Statistical Review on Variational Inference
Posted on
Variational inference is widely used to approximate posterior densities for Bayesian models, and alternative strategy to MCMC sampling.
Compared to MCMC, variational inference tends to be faster and easier to scale to large data
consider a joint density of latent variable $z$ and observation $x$
\[p(z, x) = p(z)p(x\mid z)\]inference in a Bayesian model amounts to conditioning on data and computing the posterior $p(z\mid x)$
rather than use sampling, main idea behind variational inference is to use optimization
first, posit a family of approximate densities
then, try to find the member of that family that minimizes the KL divergence to the exact posterior
\[q^\star(z) = \argmin_{q(z)\in Q} KL (q(z)\Vert p(z\mid x))\]Variational Inference
The Problem of Approximate Inference
Bayesian mixture of Gaussians
Consider a Bayesian mixture of unit-variance univariate Gaussians.
$K$ mixture components
the full hierarchical model is
\[\mu_k \sim N(0, \sigma^2)\\ c_i\sim \text{categorical}(1/K, \ldots, 1/K)\\ x_i \mid c_i, \mu \sim N(c_i^T\mu, 1)\]for a sample of size $n$, the joint density of latent and observed variables is
\[p(\mu, c, x) = p(\mu) \prod_{i=1}^n p(c_i) p(x_i\mid c_i, \mu)\]The latent variables are $z = {\mu, c}$, the $K$ class means and $n$ class assignments
the evidence is
\[p(x) = \int p(\mu) \prod_{i=1}^n \sum_{c_i} p(c_i) p(x_i\mid c_i, \mu)d\mu\]the integrand does not contain a separate factor for each $\mu_k$
The Evidence Lower Bound
\[q^\star(z) = \argmin_{q(z)\in Q} KL(q(z)\Vert p(z\mid x))\]recall that KL divergence is
\[KL(q(z)\Vert p(z\mid x)) = \bbE[\log q(z)] - \bbE[\log p(z\mid x)]\]where all expectations are taken w.r.t. $q(z)$, and we have
\[KL(q(z)\mid p(z\mid x)) = \bbE[\log q(z)] - \bbE[\log p(z, x)] + \log p(x)\]optimize an alternative objective that is equivalent to the KL up to an added constant
\[ELBO(q) = \bbE[\log p(z, x)] - \bbE[\log q(z)]\]rewrite the ELBO as a sum of the expected log-likelihood of the data and the KL divergence between the prior $p(z)$ and $q(z)$
\[ELBO(q) = \bbE[\log p(z)] + \bbE[\log p(x\mid z)] - \bbE[\log q(z)] = \bbE[\log p(x\mid z)] - KL(q(z)\Vert p(z))\]the variational objective mirrors the usual balance between likelihood and prior
another property of the ELBO is that is lower-bounds the log evidence
\[\log p(x) = KL(q(z)\Vert p(z\mid x)) + ELBO(q) \ge ELBO(q)\]Unlike variational inference, EM assumes the expectation under $p(z\mid x)$ is computable
Unlike EM, variational inference does not estimate fixed model parameters——it is often used in a Bayesian setting where classical parameters are treated as latent variables
Variational EM is the EM algorithm with a variational E-step, that is, a computation of an approximate conditional
Mean-Field Variational Family
the latent variables are mutually independent and each governed by a distinct factor in the variational density
\[q(z) = \prod_{j=1}^m q_j(z_j)\]for the Bayesian mixture of Gaussian, the joint density of latent and observed variables is
\[p(\mu, c, x) = p(\mu) \prod_{i=1}^n p(c_i) p(x_i\mid c_i,\mu)\]Bayesian mixture of Gaussians (continued)

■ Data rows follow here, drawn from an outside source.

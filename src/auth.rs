/// User authentication state and OAuth2 token refresh
///
/// Answers "is this user currently logged in" for the scheduler, refreshing
/// the access token transparently when it has expired, and hands out the
/// credential bundle the publisher needs.

use anyhow::{Context, Result};
use async_trait::async_trait;
use chrono::Utc;
use serde::Deserialize;

use crate::store::UserStore;

const TOKEN_URL: &str = "https://api.x.com/2/oauth2/token";

/// Credentials needed to publish on a user's behalf
#[derive(Debug, Clone)]
pub struct UserCredentials {
    pub access_token: String,
    pub oauth_token: String,
    pub oauth_token_secret: String,
}

/// Authentication queries the scheduler makes about a user
#[async_trait]
pub trait UserAuthStore: Send + Sync {
    /// Whether the user is logged in, refreshing the access token if expired
    async fn is_valid(&self, user_name: &str) -> Result<bool>;

    /// The stored credential bundle; errors if the user has none
    async fn credentials_for(&self, user_name: &str) -> Result<UserCredentials>;
}

#[derive(Debug, Deserialize)]
struct TokenResponse {
    access_token: String,
    refresh_token: String,
    expires_in: i64,
}

/// Database-backed auth store talking to the X token endpoint
pub struct TokenAuthStore {
    store: UserStore,
    http_client: reqwest::Client,
    client_id: String,
}

impl TokenAuthStore {
    pub fn new(store: UserStore, client_id: String) -> Self {
        Self {
            store,
            http_client: reqwest::Client::new(),
            client_id,
        }
    }

    /// Exchange the refresh token for a new access token and persist it
    async fn refresh_token(&self, user_name: &str, refresh_token: &str) -> Result<()> {
        let params = [
            ("refresh_token", refresh_token),
            ("grant_type", "refresh_token"),
            ("client_id", self.client_id.as_str()),
        ];

        let response = self
            .http_client
            .post(TOKEN_URL)
            .form(&params)
            .send()
            .await
            .context("Failed to send token refresh request")?;

        let status = response.status();
        if !status.is_success() {
            let text = response.text().await.unwrap_or_default();
            anyhow::bail!("Token refresh rejected (status {}): {}", status, text);
        }

        let token: TokenResponse = response
            .json()
            .await
            .context("Failed to parse token refresh response")?;

        let expires_at = Utc::now().timestamp_millis() + token.expires_in * 1000;

        self.store
            .upsert_oauth2_tokens(user_name, &token.access_token, &token.refresh_token, expires_at)
            .await?;

        log::info!("Refreshed access token for {}", user_name);
        Ok(())
    }
}

#[async_trait]
impl UserAuthStore for TokenAuthStore {
    async fn is_valid(&self, user_name: &str) -> Result<bool> {
        let user = match self.store.get(user_name).await? {
            Some(user) => user,
            None => return Ok(false),
        };

        if !user.has_complete_credentials() {
            return Ok(false);
        }

        let expires_at = user.expires_at.unwrap_or(0);
        if expires_at < Utc::now().timestamp_millis() {
            log::info!("Access token expired for {}, attempting refresh...", user_name);

            let refresh = user.refresh_token.unwrap_or_default();
            match self.refresh_token(user_name, &refresh).await {
                Ok(()) => return Ok(true),
                Err(e) => {
                    log::error!("Refresh failed for {}: {}", user_name, e);
                    return Ok(false);
                }
            }
        }

        Ok(true)
    }

    async fn credentials_for(&self, user_name: &str) -> Result<UserCredentials> {
        let user = self
            .store
            .get(user_name)
            .await?
            .with_context(|| format!("No stored credentials for {}", user_name))?;

        Ok(UserCredentials {
            access_token: user
                .access_token
                .with_context(|| format!("No access token for {}", user_name))?,
            oauth_token: user
                .oauth_token
                .with_context(|| format!("No OAuth1 token for {}", user_name))?,
            oauth_token_secret: user
                .oauth_token_secret
                .with_context(|| format!("No OAuth1 token secret for {}", user_name))?,
        })
    }
}
//! `MemoriesManager` (spec §4.5): extracts memories from grouped threads,
//! then embeds them.
//!
//! Grounded on `context_use/memories/manager.py::MemoryBatchManager` and
//! `context_use/memories/prompt.py::MemoryPromptBuilder`.

use std::sync::Arc;

use async_trait::async_trait;
use serde_json::{json, Value};
use tapestry_proto::{EmbedItem, LlmJobClient, PromptItem, Store, TapestryMemory, ThreadGroup};
use tracing::info;

use crate::batch_manager::{advance, BatchManager, Transition};
use crate::config::{BatchConfig, CountdownConfig};
use crate::error::OrchestratorError;
use crate::state_catalog::MemoriesState;

pub struct MemoriesManager {
    batch_id: String,
    store: Arc<dyn Store>,
    llm: Arc<dyn LlmJobClient>,
    limits: BatchConfig,
    countdown: CountdownConfig,
}

impl MemoriesManager {
    pub fn new(
        batch_id: impl Into<String>,
        store: Arc<dyn Store>,
        llm: Arc<dyn LlmJobClient>,
        limits: BatchConfig,
        countdown: CountdownConfig,
    ) -> Self {
        Self { batch_id: batch_id.into(), store, llm, limits, countdown }
    }

    async fn trigger_generation(&self) -> Result<MemoriesState, OrchestratorError> {
        let groups = self.store.get_batch_groups(&self.batch_id).await?;
        if groups.is_empty() {
            return Ok(MemoriesState::skipped("No groups for memory generation"));
        }

        let prompts = build_prompts(&groups);
        if prompts.is_empty() {
            return Ok(MemoriesState::skipped("No processable content for memory generation"));
        }

        info!(batch_id = %self.batch_id, groups = groups.len(), prompts = prompts.len(), "submitting memory generation batch");
        let job_key = self.llm.batch_submit(&self.batch_id, prompts).await?;
        Ok(MemoriesState::generate_pending(job_key))
    }

    async fn check_generation(&self, job_key: &str) -> Result<MemoriesState, OrchestratorError> {
        let Some(results) = self.llm.batch_get_results(job_key).await? else {
            return Ok(MemoriesState::generate_pending(job_key.to_string()));
        };

        let memory_ids = self.store_memories(results).await?;
        info!(batch_id = %self.batch_id, stored = memory_ids.len(), "stored memories");
        Ok(MemoriesState::generate_complete(memory_ids))
    }

    async fn store_memories(
        &self,
        results: std::collections::HashMap<String, Value>,
    ) -> Result<Vec<String>, OrchestratorError> {
        let mut ids = Vec::new();
        for (group_id, payload) in results {
            let memories: Vec<ExtractedMemory> = serde_json::from_value(
                payload.get("memories").cloned().unwrap_or(Value::Array(vec![])),
            )
            .map_err(|e| OrchestratorError::DataValidation(e.to_string()))?;

            for memory in memories {
                let from_date = chrono::NaiveDate::parse_from_str(&memory.from_date, "%Y-%m-%d")
                    .map_err(|e| OrchestratorError::DataValidation(e.to_string()))?;
                let to_date = chrono::NaiveDate::parse_from_str(&memory.to_date, "%Y-%m-%d")
                    .map_err(|e| OrchestratorError::DataValidation(e.to_string()))?;
                let row = TapestryMemory::new(memory.content, from_date, to_date, group_id.clone());
                let created = self.store.create_memory(row).await?;
                ids.push(created.id);
            }
        }
        Ok(ids)
    }

    async fn trigger_embedding(&self, memory_ids: &[String]) -> Result<MemoriesState, OrchestratorError> {
        if memory_ids.is_empty() {
            return Ok(MemoriesState::embed_complete(0));
        }
        let unembedded = self.store.get_unembedded_memories(memory_ids).await?;
        if unembedded.is_empty() {
            return Ok(MemoriesState::embed_complete(0));
        }

        let items = unembedded
            .into_iter()
            .map(|m| EmbedItem { item_id: m.id, text: m.content })
            .collect::<Vec<_>>();

        info!(batch_id = %self.batch_id, count = items.len(), "submitting embed batch");
        let job_key = self.llm.embed_batch_submit(&self.batch_id, items).await?;
        Ok(MemoriesState::embed_pending(job_key))
    }

    async fn check_embedding(&self, job_key: &str) -> Result<MemoriesState, OrchestratorError> {
        let Some(results) = self.llm.embed_batch_get_results(job_key).await? else {
            return Ok(MemoriesState::embed_pending(job_key.to_string()));
        };

        let mut count = 0;
        for (memory_id, vector) in results {
            let Some(mut memory) = self.store.get_memories(&[memory_id.clone()]).await?.into_iter().next() else {
                tracing::warn!(batch_id = %self.batch_id, memory_id, "memory not found, skipping embedding");
                continue;
            };
            memory.embedding = Some(vector);
            self.store.update_memory(memory).await?;
            count += 1;
        }
        info!(batch_id = %self.batch_id, count, "stored embeddings");
        Ok(MemoriesState::embed_complete(count))
    }
}

#[derive(serde::Deserialize)]
struct ExtractedMemory {
    content: String,
    from_date: String,
    to_date: String,
}

fn memory_response_schema() -> Value {
    json!({
        "type": "object",
        "properties": {
            "memories": {
                "type": "array",
                "items": {
                    "type": "object",
                    "properties": {
                        "content": {"type": "string"},
                        "from_date": {"type": "string"},
                        "to_date": {"type": "string"},
                    },
                    "required": ["content", "from_date", "to_date"],
                },
            },
        },
        "required": ["memories"],
    })
}

/// One prompt per group, dispatched the way `get_memory_config` picks
/// between `MediaMemoryPromptBuilder` and `ConversationMemoryPromptBuilder`
/// in the original: a group with any asset-bearing thread goes through the
/// media path, everything else (plain chat transcripts) through the
/// conversation path.
fn build_prompts(groups: &[ThreadGroup]) -> Vec<PromptItem> {
    groups.iter().filter_map(build_group_prompt).collect()
}

fn build_group_prompt(group: &ThreadGroup) -> Option<PromptItem> {
    let with_assets: Vec<_> = group.threads.iter().filter(|t| t.asset_uri.is_some()).collect();
    if with_assets.is_empty() {
        build_conversation_prompt(group)
    } else {
        Some(build_media_prompt(group, &with_assets))
    }
}

/// `MediaMemoryPromptBuilder`'s path: one image-annotated line per
/// asset-bearing thread.
fn build_media_prompt(group: &ThreadGroup, with_assets: &[&tapestry_proto::Thread]) -> PromptItem {
    let (from_date, to_date) = group.group_id.split_once('/').unwrap_or((&group.group_id, &group.group_id));

    let mut lines = Vec::new();
    let mut asset_paths = Vec::new();
    for thread in with_assets {
        let ts = thread.asat.format("%H:%M");
        if let Some(uri) = &thread.asset_uri {
            asset_paths.push(uri.clone());
            lines.push(format!("[{ts}] [Image {}] {}", asset_paths.len(), thread.preview));
        }
    }

    let prompt = format!(
        "You are given posts from {from_date} to {to_date}. Extract the user's \
         vivid, first-person memories from this period as a JSON object with a \
         `memories` array, each with `content`, `from_date`, `to_date`.\n\n{}",
        lines.join("\n")
    );

    PromptItem {
        item_id: group.group_id.clone(),
        prompt,
        response_schema: memory_response_schema(),
        asset_paths,
    }
}

/// `ConversationMemoryPromptBuilder`'s path: a plain transcript of each
/// thread's preview, for text-only providers like `chatgpt_conversations`.
/// Skipped only when the group itself carries no threads.
fn build_conversation_prompt(group: &ThreadGroup) -> Option<PromptItem> {
    if group.threads.is_empty() {
        return None;
    }

    let (from_date, to_date) = group.group_id.split_once('/').unwrap_or((&group.group_id, &group.group_id));

    let lines: Vec<String> = group
        .threads
        .iter()
        .map(|t| format!("[{}] {}", t.asat.format("%Y-%m-%d %H:%M"), t.preview))
        .collect();

    let prompt = format!(
        "You are given a conversation transcript from {from_date} to {to_date}. Extract \
         the user's vivid, first-person memories from this period as a JSON object with \
         a `memories` array, each with `content`, `from_date`, `to_date`.\n\n{}",
        lines.join("\n")
    );

    Some(PromptItem {
        item_id: group.group_id.clone(),
        prompt,
        response_schema: memory_response_schema(),
        asset_paths: Vec::new(),
    })
}

#[async_trait]
impl Transition<MemoriesState> for MemoriesManager {
    async fn transition(&self, current: &MemoriesState) -> Result<Option<MemoriesState>, OrchestratorError> {
        let next = match current {
            MemoriesState::Created { .. } => self.trigger_generation().await?,
            MemoriesState::GeneratePending { job_key, .. } => self.check_generation(job_key).await?,
            MemoriesState::GenerateComplete { memory_ids, .. } => self.trigger_embedding(memory_ids).await?,
            MemoriesState::EmbedPending { job_key, .. } => self.check_embedding(job_key).await?,
            MemoriesState::EmbedComplete { .. } => MemoriesState::complete(),
            MemoriesState::Complete { .. } | MemoriesState::Skipped { .. } | MemoriesState::Failed { .. } => {
                return Ok(None);
            }
        };
        Ok(Some(next))
    }
}

#[async_trait]
impl BatchManager for MemoriesManager {
    async fn try_advance_state(&mut self) -> Result<tapestry_proto::ScheduleInstruction, OrchestratorError> {
        advance::<MemoriesState, Self>(&self.batch_id, self.store.as_ref(), &self.limits, &self.countdown, self).await
    }
}
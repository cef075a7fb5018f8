//! The state catalog (spec §4.3): per-category tagged state enums plus the
//! shared `CategoryState` trait the generic `batch_manager` driver needs to
//! round-trip a state through JSON and bump poll/retry counters.
//!
//! Grounded on `context_use/memories/states.py` and
//! `context_use/memories/refinement/states.py`'s per-category `_state_map`
//! registries, reshaped as Rust tagged enums (`#[serde(tag = "status")]`)
//! rather than a dict of Pydantic classes, matching the teacher's
//! `MergeEventType` convention (`merge_queue.rs`).

pub mod candidates;
pub mod memories;
pub mod refinement;

pub use candidates::MemoryCandidatesState;
pub use memories::MemoriesState;
pub use refinement::RefinementState;

use serde::{de::DeserializeOwned, Serialize};
use serde_json::Value;
use tapestry_proto::State;

use crate::config::CountdownConfig;
use crate::error::OrchestratorError;

/// A category's concrete state enum: JSON round-trip plus the counter-bump
/// operations `batch_manager::advance` needs, on top of the base `State`
/// trait every variant already implements.
pub trait CategoryState: State + Serialize + DeserializeOwned + Clone + Sized {
    /// The `status` tag registered at config time; unknown tags are a
    /// `Precondition` violation per spec §7.
    const CATEGORY: &'static str;

    /// Parses a persisted state record. An unrecognized `status` tag is a
    /// fatal error (spec §4.3).
    fn parse(record: &Value) -> Result<Self, OrchestratorError> {
        serde_json::from_value(record.clone())
            .map_err(|e| OrchestratorError::DataValidation(format!("{}: {e}", Self::CATEGORY)))
    }

    /// Serializes back to the persisted record shape.
    fn to_value(&self) -> Value {
        serde_json::to_value(self).expect("state values always serialize")
    }

    /// Builds the `FAILED` terminal variant persisted when a transition
    /// throws (spec §4.4's catch-all step).
    fn failed(error_message: String, previous_status: String) -> Self;

    /// Countdown for a `Polling`/`Retry` state, honoring a caller-supplied
    /// base/jitter rather than `State::countdown`'s compile-time constant —
    /// so a `CoreConfig` loaded from YAML actually changes the sleep.
    /// `None` for `Transition`/`Terminal` states. Defaults to the `State`
    /// trait's hardcoded countdown for categories with no configured base.
    fn countdown_with(&self, _config: &CountdownConfig) -> Option<u64> {
        self.countdown()
    }
}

the mean-field variational family contains approximate posterior densities of the form
\[q(\mu, c) = \prod_{k=1}^K q(\mu_k; m_k, s_k^2) \prod_{i=1}^n q(c_i; \psi_i)\]each latent variable is governed by its own variational factor
- the factor $q(\mu_k; m_k, s_k^2)$ is a Gaussian distribution on the $k$-th mixture component’s mean parameter; its mean is $m_k$ and its variance is $s_k^2$
- the factor $q(c_i; \varphi_i)$ is a distribution on the $i$-th observation’s mixture assignment; its assignment probabilities are a K-vector $\varphi_i$
these are the optimal forms of the mean-field variational density for the mixture of Gaussians
Coordinate Ascent Variational Inference (CAVI)
Consider the $j$-th latent variable $z_j$. The complete conditional of $z_j$ is its conditional density given all of the other latent variables in the model and the observations, $p(z_j\mid z_{-j}, x)$.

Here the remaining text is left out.